Determined not to give up on her dreams, Vinnie contacts the great showman P.T. Barnum and soon becomes a celebrity, travelling the world and meeting presidents and royalty. Her wedding in 1863 to another small person, Charles Stratton, known as General Tom Thumb, captures the imagination of both the press and the public. But when her younger sister Minnie, who is even smaller than herself, is also drawn into the world of show business, Vinnie fears it could all end in tragedy.

I enjoyed Melanie Benjamin’s previous novel, Alice I Have Been, which told the story of the girl who inspired Lewis Carroll’s Alice’s Adventures in Wonderland, so I’ve been looking forward to reading more of her work. And I enjoyed this book too. There were plenty of things to admire about Vinnie – she had lots of courage, lots of confidence and dignity, and lots of ambition. Instead of staying in the safety of her home which would certainly have been the easiest thing to do, she wanted to get out and see the world, to have new experiences and to build a successful career for herself. I’ve never really stopped to think about how difficult – and even dangerous – everyday life can be for a person smaller than average in a world built for much taller people. Such simple things as opening a door, getting into bed, climbing up stairs and even walking through a crowded room were a challenge for Vinnie and I was impressed with how well she dealt with the situations she found herself in.

However, as the story continued I began to dislike Vinnie more and more. She was obsessed with fame and fortune, she had a very superior attitude and appeared to consider almost everyone else, including her husband and sister, to be less intelligent than herself. I found her relationship with Charles particularly sad to read about as it had the feel of a professional business arrangement rather than a happy marriage and Vinnie seemed to have very little affection or respect for him. Luckily, though, my dislike of Vinnie didn’t stop me from loving the book; it was still one of the most fascinating and original historical fiction novels I’ve read for a long time.

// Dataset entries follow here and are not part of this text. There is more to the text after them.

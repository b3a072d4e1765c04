use chrono::Local;
use ritmo_core::report::format_sequence;

use crate::common::{build_engine, parse_granularity, CliError};

pub async fn run(participant_id: &str, granularity: &str, items: usize) -> Result<(), CliError> {
    let granularity = parse_granularity(granularity)?;
    let engine = build_engine()?;

    let today = Local::now().date_naive();
    let series = engine
        .scores()
        .progress_series(participant_id, granularity, items, today, &Local)
        .await;
    if series.is_empty() {
        println!("no recorded activity yet");
    } else {
        println!(
            "{}",
            format_sequence("", &series, &engine.config().report.suffix)
        );
    }
    Ok(())
}
use clap::Subcommand;
use ritmo_core::{Answer, FlowState};

use crate::common::{build_engine, parse_category, CliError};

#[derive(Subcommand)]
pub enum FlowAction {
    /// Walk the survey flow interactively, answering on stdin
    Run {
        /// Participant id
        participant_id: String,
        /// Category plan to traverse (defaults to the registered one)
        #[arg(long)]
        category: Option<String>,
    },
    /// Print a category's flow plan as JSON
    Plan {
        /// Participant category (groupA or groupB)
        category: String,
    },
}

pub async fn run(action: FlowAction) -> Result<(), CliError> {
    match action {
        FlowAction::Run {
            participant_id,
            category,
        } => run_flow(&participant_id, category.as_deref()).await,
        FlowAction::Plan { category } => {
            let engine = build_engine()?;
            let plan = engine.config().plan_for(parse_category(&category)?);
            println!("{}", serde_json::to_string_pretty(&plan)?);
            Ok(())
        }
    }
}

async fn run_flow(participant_id: &str, category: Option<&str>) -> Result<(), CliError> {
    let engine = build_engine()?;
    let category = match category {
        Some(tag) => parse_category(tag)?,
        None => registered_category(&engine, participant_id).await?,
    };
    let plan = engine.config().plan_for(category);

    engine.begin_flow(participant_id, category).await?;
    while let Some(FlowState::Ask { index }) = engine.flow_state(participant_id).await {
        let mut line = String::new();
        if std::io::stdin().read_line(&mut line)? == 0 {
            println!("flow left open, answers so far are recorded");
            return Ok(());
        }
        let Some(answer) = Answer::from_str_loose(&line) else {
            println!("please answer yes or no");
            continue;
        };
        let prompt_id = plan
            .prompts
            .get(index)
            .map(|p| format!("survey:{}", p.kind.tag()))
            .unwrap_or_default();
        engine
            .on_participant_response(participant_id, &prompt_id, answer)
            .await?;
    }
    Ok(())
}

async fn registered_category(
    engine: &ritmo_core::CoachEngine,
    participant_id: &str,
) -> Result<ritmo_core::Category, CliError> {
    engine
        .category_of(participant_id)
        .await?
        .ok_or_else(|| format!("participant {participant_id} is not registered").into())
}
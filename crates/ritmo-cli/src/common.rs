//! Shared CLI plumbing: the console transport and engine construction.

use std::sync::Arc;

use async_trait::async_trait;
use chrono::NaiveDate;
use ritmo_core::{
    Category, ChoiceButton, CoachEngine, Config, Granularity, Result, SqliteStore, Transport,
};

pub type CliError = Box<dyn std::error::Error>;

/// Transport that writes deliveries to stdout. Serves `flow run` and
/// `serve` when no chat transport is wired in.
pub struct ConsoleTransport;

#[async_trait]
impl Transport for ConsoleTransport {
    async fn send_text(&self, participant_id: &str, text: &str) -> Result<()> {
        println!("[{participant_id}] {text}");
        Ok(())
    }

    async fn send_choice_prompt(
        &self,
        participant_id: &str,
        text: &str,
        choices: &[ChoiceButton],
    ) -> Result<()> {
        println!("[{participant_id}] {text}");
        for choice in choices {
            println!("  ({}) {}", choice.callback_id, choice.label);
        }
        Ok(())
    }
}

/// Open the store and assemble a coach engine over the console transport.
pub fn build_engine() -> std::result::Result<Arc<CoachEngine>, CliError> {
    let store = Arc::new(SqliteStore::open()?);
    let config = Config::load()?;
    Ok(Arc::new(CoachEngine::new(
        store.clone(),
        store,
        Arc::new(ConsoleTransport),
        config,
    )))
}

pub fn parse_category(s: &str) -> std::result::Result<Category, CliError> {
    Category::from_tag(s).ok_or_else(|| format!("unknown category: {s} (expected groupA or groupB)").into())
}

pub fn parse_granularity(s: &str) -> std::result::Result<Granularity, CliError> {
    match s {
        "day" => Ok(Granularity::Day),
        "week" => Ok(Granularity::Week),
        "month" => Ok(Granularity::Month),
        other => Err(format!("unknown granularity: {other} (expected day, week or month)").into()),
    }
}

pub fn parse_date(s: &str) -> std::result::Result<NaiveDate, CliError> {
    NaiveDate::parse_from_str(s, "%Y-%m-%d")
        .map_err(|e| format!("invalid date '{s}': {e}").into())
}
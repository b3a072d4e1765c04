use chrono::Local;
use ritmo_core::score::window;
use ritmo_core::Granularity;

use crate::common::{build_engine, parse_granularity, CliError};

pub async fn run(participant_id: &str, granularity: &str) -> Result<(), CliError> {
    let granularity = parse_granularity(granularity)?;
    let engine = build_engine()?;

    let today = Local::now().date_naive();
    let (from, to) = match granularity {
        Granularity::Day => window::day_window(today, &Local),
        Granularity::Week => window::week_window(today, &Local),
        Granularity::Month => window::month_window(today, &Local),
    };
    let score = engine.scores().score_in_window(participant_id, from, to).await;
    println!("{score}{}", engine.config().report.suffix);
    Ok(())
}
use clap::Subcommand;
use ritmo_core::Config;

use crate::common::CliError;

#[derive(Subcommand)]
pub enum ConfigAction {
    /// Get a config value
    Get {
        /// Config key (e.g. "weights.weekly", "survey.record_negative_answers")
        key: String,
    },
    /// Set a config value
    Set {
        /// Config key
        key: String,
        /// New value
        value: String,
    },
    /// List all config values
    List,
    /// Reset config to defaults
    Reset,
    /// Print the config file path
    Path,
}

pub fn run(action: ConfigAction) -> Result<(), CliError> {
    match action {
        ConfigAction::Get { key } => {
            let config = Config::load()?;
            match config.get(&key) {
                Some(value) => println!("{value}"),
                None => {
                    eprintln!("unknown key: {key}");
                    std::process::exit(1);
                }
            }
        }
        ConfigAction::Set { key, value } => {
            let mut config = Config::load()?;
            config.set(&key, &value)?;
            println!("ok");
        }
        ConfigAction::List => {
            let config = Config::load()?;
            let json = serde_json::to_string_pretty(&config)?;
            println!("{json}");
        }
        ConfigAction::Reset => {
            let config = Config::default();
            config.save()?;
            println!("config reset to defaults");
        }
        ConfigAction::Path => {
            println!("{}", Config::path()?.display());
        }
    }
    Ok(())
}
//! Outbound delivery seam.
//!
//! The chat transport is an external collaborator; the core only needs to
//! send plain text and yes/no choice prompts. Implementations decide what a
//! participant id means on their side of the wire.

use async_trait::async_trait;

use crate::error::Result;

/// One tappable choice in a prompt.
#[derive(Debug, Clone, PartialEq, Eq)]
pub struct ChoiceButton {
    pub label: String,
    /// Opaque id echoed back by the transport when the button is pressed.
    pub callback_id: String,
}

impl ChoiceButton {
    pub fn new(label: impl Into<String>, callback_id: impl Into<String>) -> Self {
        Self {
            label: label.into(),
            callback_id: callback_id.into(),
        }
    }
}

/// Outbound delivery interface, implemented by the transport layer.
#[async_trait]
pub trait Transport: Send + Sync {
    async fn send_text(&self, participant_id: &str, text: &str) -> Result<()>;

    async fn send_choice_prompt(
        &self,
        participant_id: &str,
        text: &str,
        choices: &[ChoiceButton],
    ) -> Result<()>;
}
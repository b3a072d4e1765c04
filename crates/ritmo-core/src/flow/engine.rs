//! Survey flow state machine.
//!
//! One engine traverses a participant through their plan's ordered yes/no
//! prompts. Transitions are pure with respect to delivery: `answer()` reports
//! which tier was answered and what to ask next; it performs no I/O, so the
//! machine is inspectable and testable without side effects.
//!
//! ## State Transitions
//!
//! ```text
//! Idle -> Ask(0) -> Ask(1) -> ... -> Ask(n-1) -> Completed
//! ```
//!
//! Either answer advances; there is no back transition and no timeout. A
//! participant who never responds stays parked at their current prompt.

use serde::{Deserialize, Serialize};

use super::plan::{FlowPlan, PromptSpec};
use crate::model::{ActivityKind, Answer};

#[derive(Debug, Clone, Copy, PartialEq, Eq, Serialize, Deserialize)]
#[serde(rename_all = "lowercase")]
pub enum FlowState {
    Idle,
    Ask { index: usize },
    Completed,
}

/// Outcome of one answered prompt.
#[derive(Debug, Clone, PartialEq, Eq)]
pub struct FlowStep {
    /// Tier the participant just answered.
    pub answered: ActivityKind,
    pub answer: Answer,
    /// Next prompt to deliver, or `None` when the flow just completed.
    pub next_prompt: Option<PromptSpec>,
}

/// One traversal of a participant through their plan. Transient: lives only
/// while the participant is actively answering.
#[derive(Debug, Clone)]
pub struct SurveyFlow {
    plan: FlowPlan,
    state: FlowState,
}

impl SurveyFlow {
    pub fn new(plan: FlowPlan) -> Self {
        Self {
            plan,
            state: FlowState::Idle,
        }
    }

    pub fn state(&self) -> FlowState {
        self.state
    }

    pub fn plan(&self) -> &FlowPlan {
        &self.plan
    }

    pub fn is_completed(&self) -> bool {
        self.state == FlowState::Completed
    }

    pub fn current_prompt(&self) -> Option<&PromptSpec> {
        match self.state {
            FlowState::Ask { index } => self.plan.prompts.get(index),
            _ => None,
        }
    }

    /// Enter the flow. Only valid from `Idle`; an empty plan completes
    /// immediately. Returns the first prompt to deliver.
    pub fn begin(&mut self) -> Option<&PromptSpec> {
        if self.state != FlowState::Idle {
            return None;
        }
        if self.plan.prompts.is_empty() {
            self.state = FlowState::Completed;
            return None;
        }
        self.state = FlowState::Ask { index: 0 };
        self.plan.prompts.first()
    }

    /// Answer the current prompt. Either answer advances deterministically;
    /// the last prompt's answer transitions to `Completed`. Returns `None`
    /// when there is no prompt pending.
    pub fn answer(&mut self, answer: Answer) -> Option<FlowStep> {
        let index = match self.state {
            FlowState::Ask { index } => index,
            _ => return None,
        };
        let answered = self.plan.prompts.get(index)?.kind;

        let next_index = index + 1;
        let next_prompt = self.plan.prompts.get(next_index).cloned();
        self.state = match next_prompt {
            Some(_) => FlowState::Ask { index: next_index },
            None => FlowState::Completed,
        };

        Some(FlowStep {
            answered,
            answer,
            next_prompt,
        })
    }
}
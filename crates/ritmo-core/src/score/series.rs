//! Trailing-zero trimming for progress series.

/// Drops the contiguous trailing run of zeros from a most-recent-first
/// series, keeping interior zeros that are followed by later activity.
/// An all-zero series trims to empty.
pub fn trim_trailing_zeros(entries: &[i64]) -> Vec<i64> {
    let mut result = Vec::new();

    for (index, &current) in entries.iter().enumerate() {
        if current != 0 {
            result.push(current);
            continue;
        }

        // A zero is dropped only when every remaining element is also zero,
        // which terminates the series.
        let rest_all_zero = entries[index + 1..].iter().all(|&item| item == 0);
        if rest_all_zero {
            break;
        }
        result.push(current);
    }

    result
}
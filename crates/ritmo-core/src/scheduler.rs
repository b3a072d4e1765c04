//! Wall-clock trigger scheduling.
//!
//! Each named trigger fires at a configured time of day on matching days of
//! week. Triggers run independently, fire-and-forget; a firing missed while
//! the process is down is not replayed. Next-occurrence computation is a
//! pure function of (spec, now) so it is testable with fixed instants.

use chrono::{DateTime, Datelike, Days, Local, LocalResult, NaiveTime, TimeZone, Weekday};
use tokio::sync::mpsc;
use tracing::{info, warn};

/// A named wall-clock trigger. An empty `weekdays` list means every day.
#[derive(Debug, Clone)]
pub struct TriggerSpec {
    pub name: String,
    pub time: NaiveTime,
    pub weekdays: Vec<Weekday>,
}

impl TriggerSpec {
    pub fn daily(name: impl Into<String>, time: NaiveTime) -> Self {
        Self {
            name: name.into(),
            time,
            weekdays: Vec::new(),
        }
    }

    fn matches(&self, weekday: Weekday) -> bool {
        self.weekdays.is_empty() || self.weekdays.contains(&weekday)
    }
}

fn resolve_local<Tz: TimeZone>(naive: chrono::NaiveDateTime, tz: &Tz) -> DateTime<Tz> {
    match tz.from_local_datetime(&naive) {
        LocalResult::Single(dt) => dt,
        LocalResult::Ambiguous(earliest, _) => earliest,
        LocalResult::None => tz.from_utc_datetime(&naive),
    }
}

/// First instant strictly after `now` at which `spec` fires.
pub fn next_occurrence<Tz: TimeZone>(spec: &TriggerSpec, now: &DateTime<Tz>) -> DateTime<Tz> {
    let mut date = now.date_naive();
    // The weekday filter repeats within 7 days; 8 covers today's time
    // already having passed.
    for _ in 0..8 {
        let candidate = resolve_local(date.and_time(spec.time), &now.timezone());
        if candidate > *now && spec.matches(date.weekday()) {
            return candidate;
        }
        date = date.checked_add_days(Days::new(1)).unwrap_or(date);
    }
    resolve_local(date.and_time(spec.time), &now.timezone())
}

/// Runs one sleep loop per trigger, sending the trigger name on `tx` at each
/// firing. Loops exit when the receiving side is dropped.
pub struct Scheduler {
    specs: Vec<TriggerSpec>,
}

impl Scheduler {
    pub fn new(specs: Vec<TriggerSpec>) -> Self {
        Self { specs }
    }

    pub fn specs(&self) -> &[TriggerSpec] {
        &self.specs
    }

    pub fn start(self, tx: mpsc::Sender<String>) {
        for spec in self.specs {
            let tx = tx.clone();
            tokio::spawn(async move {
                loop {
                    let now = Local::now();
                    let next = next_occurrence(&spec, &now);
                    let wait = match (next.clone() - now).to_std() {
                        Ok(wait) => wait,
                        Err(e) => {
                            warn!(trigger = %spec.name, error = %e, "trigger wait underflowed, stopping");
                            break;
                        }
                    };
                    tokio::time::sleep(wait).await;
                    info!(trigger = %spec.name, "scheduled trigger fired");
                    if tx.send(spec.name.clone()).await.is_err() {
                        break;
                    }
                }
            });
        }
    }
}

#[cfg(test)]
mod tests {
    use super::*;
    use chrono::Utc;

    fn hm(hour: u32, minute: u32) -> NaiveTime {
        NaiveTime::from_hms_opt(hour, minute, 0).unwrap()
    }

    fn at(y: i32, m: u32, d: u32, h: u32, min: u32) -> DateTime<Utc> {
        Utc.with_ymd_and_hms(y, m, d, h, min, 0).unwrap()
    }

    #[test]
    fn fires_later_today_when_time_is_still_ahead() {
        let spec = TriggerSpec::daily("survey", hm(22, 0));
        let next = next_occurrence(&spec, &at(2024, 3, 27, 9, 0));
        assert_eq!(next, at(2024, 3, 27, 22, 0));
    }

    #[test]
    fn rolls_to_tomorrow_when_time_has_passed() {
        let spec = TriggerSpec::daily("reminder", hm(8, 0));
        let next = next_occurrence(&spec, &at(2024, 3, 27, 9, 0));
        assert_eq!(next, at(2024, 3, 28, 8, 0));
    }

    #[test]
    fn exact_trigger_instant_rolls_forward() {
        let spec = TriggerSpec::daily("reminder", hm(9, 0));
        let next = next_occurrence(&spec, &at(2024, 3, 27, 9, 0));
        assert_eq!(next, at(2024, 3, 28, 9, 0));
    }

    #[test]
    fn weekday_filter_skips_to_matching_day() {
        // 2024-03-27 is a Wednesday; the next Sunday is the 31st.
        let spec = TriggerSpec {
            name: "weekly".into(),
            time: hm(10, 0),
            weekdays: vec![Weekday::Sun],
        };
        let next = next_occurrence(&spec, &at(2024, 3, 27, 9, 0));
        assert_eq!(next, at(2024, 3, 31, 10, 0));
    }

    #[test]
    fn matching_weekday_but_passed_time_finds_next_week() {
        let spec = TriggerSpec {
            name: "weekly".into(),
            time: hm(8, 0),
            weekdays: vec![Weekday::Wed],
        };
        let next = next_occurrence(&spec, &at(2024, 3, 27, 9, 0));
        assert_eq!(next, at(2024, 4, 3, 8, 0));
    }
}
use crate::common::{build_engine, CliError};

pub async fn run() -> Result<(), CliError> {
    let engine = build_engine()?;
    println!("{}", engine.ping());
    Ok(())
}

While Vinnie’s personal story is the main focus of this book, there are also lots of interesting facts of American history scattered throughout the novel. Vinnie lived through an eventful period that included the Civil War and the abolition of slavery, as well as the arrival of some exciting new inventions such as the electric light and the telephone. Information on all of these things and many others are provided in the form of short news articles during the ‘Intermissions’ between chapters. Some of these facts are relevant to the chapter that follows, while others are seemingly unrelated pieces of trivia – these don’t do anything to move the story forward, but they all give fascinating insights into the period.

I knew nothing about Lavinia Warren before reading this book so I can’t comment on the historical accuracy of the story, but it did appear to be very well researched. The real Vinnie never actually wrote an autobiography, but she left behind some travelogue-style journals and essays which Melanie Benjamin read as part of her research for the novel. She also includes some interesting photographs in the book, though I was disappointed that there weren’t more pictures illustrating some of the characters who appeared in the story. I was able to find some for myself online and seeing photos of Vinnie, Charles, P.T. Barnum and the others really helped bring the story to life!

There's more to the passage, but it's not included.